Nicola Edwards is a nutrition specialist with the California Food Policy Advocates, a nonprofit group that helps implement the breakfast program. Edwards said most school districts are going “above and beyond USDA standards.”
She adds that L.A. Unified has some of the most stringent standards in the country. The district posts nutritional information for all of its school menus online for anyone to access.
“All of the products are whole grain—even the waffles. The pancakes are made from sweet potatoes and they’ve done a lot to reduce the sugar in the food,” she said. “And meals are high in protein.” A recent focus group ranked the egg and cheese burrito among student favorites.
Edwards admits the breakfast program is flawed, but she’s convinced they’re only growing pains. “There’s no doubt that this program works, and it’s good for the kids and good for test scores.”

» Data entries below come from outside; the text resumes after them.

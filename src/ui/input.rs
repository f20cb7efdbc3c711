//! 键盘事件映射 (Input -> Action)
//!
//! 将按键事件转换为 Action

use crossterm::event::KeyCode;

use super::actions::Action;
use super::state::{App, Control, Phase};

/// 根据当前阶段和按键获取对应的 Action
pub fn get_action(phase: &Phase, key: KeyCode) -> Option<Action> {
    match phase {
        Phase::Loading => match key {
            KeyCode::Char('q') | KeyCode::Esc => Some(Action::Quit),
            _ => None,
        },
        Phase::Failed(_) | Phase::Summary => match key {
            KeyCode::Char('q') | KeyCode::Esc => Some(Action::Quit),
            KeyCode::Char('r') => Some(Action::Restart),
            _ => None,
        },
        Phase::Quiz => match key {
            KeyCode::Char('q') | KeyCode::Esc => Some(Action::Quit),
            KeyCode::Char(c @ '1'..='4') => Some(Action::Select(c as usize - '1' as usize)),
            KeyCode::Char('h') | KeyCode::Char('p') | KeyCode::Left => Some(Action::Previous),
            KeyCode::Char('l') | KeyCode::Char('n') | KeyCode::Right | KeyCode::Enter => {
                Some(Action::Next)
            }
            _ => None,
        },
        Phase::Completed => match key {
            KeyCode::Enter | KeyCode::Char('y') | KeyCode::Char('Y') => Some(Action::Acknowledge),
            KeyCode::Char('q') | KeyCode::Esc => Some(Action::Quit),
            _ => None,
        },
    }
}

/// 处理按键事件
pub fn handle_key_event(app: &mut App, key: KeyCode) -> Control {
    match get_action(&app.phase, key) {
        Some(action) => app.dispatch(action),
        None => Control::Continue,
    }
}

#[cfg(test)]
mod tests {
    use super::*;

    #[test]
    fn test_digit_keys_map_to_slots() {
        assert_eq!(get_action(&Phase::Quiz, KeyCode::Char('1')), Some(Action::Select(0)));
        assert_eq!(get_action(&Phase::Quiz, KeyCode::Char('4')), Some(Action::Select(3)));
        assert_eq!(get_action(&Phase::Quiz, KeyCode::Char('5')), None);
        assert_eq!(get_action(&Phase::Quiz, KeyCode::Char('0')), None);
    }

    #[test]
    fn test_navigation_keys() {
        assert_eq!(get_action(&Phase::Quiz, KeyCode::Left), Some(Action::Previous));
        assert_eq!(get_action(&Phase::Quiz, KeyCode::Char('h')), Some(Action::Previous));
        assert_eq!(get_action(&Phase::Quiz, KeyCode::Right), Some(Action::Next));
        assert_eq!(get_action(&Phase::Quiz, KeyCode::Enter), Some(Action::Next));
    }

    #[test]
    fn test_enter_acknowledges_completion() {
        assert_eq!(get_action(&Phase::Completed, KeyCode::Enter), Some(Action::Acknowledge));
        assert_eq!(get_action(&Phase::Completed, KeyCode::Char('1')), None);
    }

    #[test]
    fn test_loading_only_allows_quit() {
        assert_eq!(get_action(&Phase::Loading, KeyCode::Char('1')), None);
        assert_eq!(get_action(&Phase::Loading, KeyCode::Char('r')), None);
        assert_eq!(get_action(&Phase::Loading, KeyCode::Char('q')), Some(Action::Quit));
    }

    #[test]
    fn test_restart_from_failure_and_summary() {
        let failed = Phase::Failed("boom".to_string());
        assert_eq!(get_action(&failed, KeyCode::Char('r')), Some(Action::Restart));
        assert_eq!(get_action(&Phase::Summary, KeyCode::Char('r')), Some(Action::Restart));
        assert_eq!(get_action(&Phase::Quiz, KeyCode::Char('r')), None);
    }
}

A number of impending changes should help streamline the program, she said. The district plans to provide teachers with more cleaning supplies, wet-naps will be added to meals, and the dreaded Cereal Day will be eliminated completely in the near future.
Plans to cut down on waste are also in the pipeline. Foods unpopular with kids, such as a breakfast bar with a strong taste of cumin, are being rotated out. Parents are now told not to feed children at home.
Last week, controversy over the program’s future lead to a rally outside of Hooper Elementary, a South Los Angeles school where 100 percent of students qualify for free lunch. More than 100 parents and cafeteria workers asked teachers to reverse their position before the school board votes on whether to continue serving breakfast in the classroom. The board will take on the controversial issue on May 14.
A majority of the seven school board members have said they support the program, but if it is eliminated, schools will go back to providing free breakfast in the cafeteria. The impact of the reversal would be twofold, according to district officials.
First, participation in the breakfast program would likely drop to previous levels, below 30 percent. That means most kids would go through the first part of the day hungry. And, second, the district will lose out on millions of federal dollars. Projections based on student enrollment estimate L.A. Unified will receive $20 million a year once the program is expanded through all grade levels.
UTLA President Warren Fletcher assured them, teachers want to compromise. “These problems can and must be overcome so students get a nutritional breakfast and a full instructional day. It is not an either/or for children.”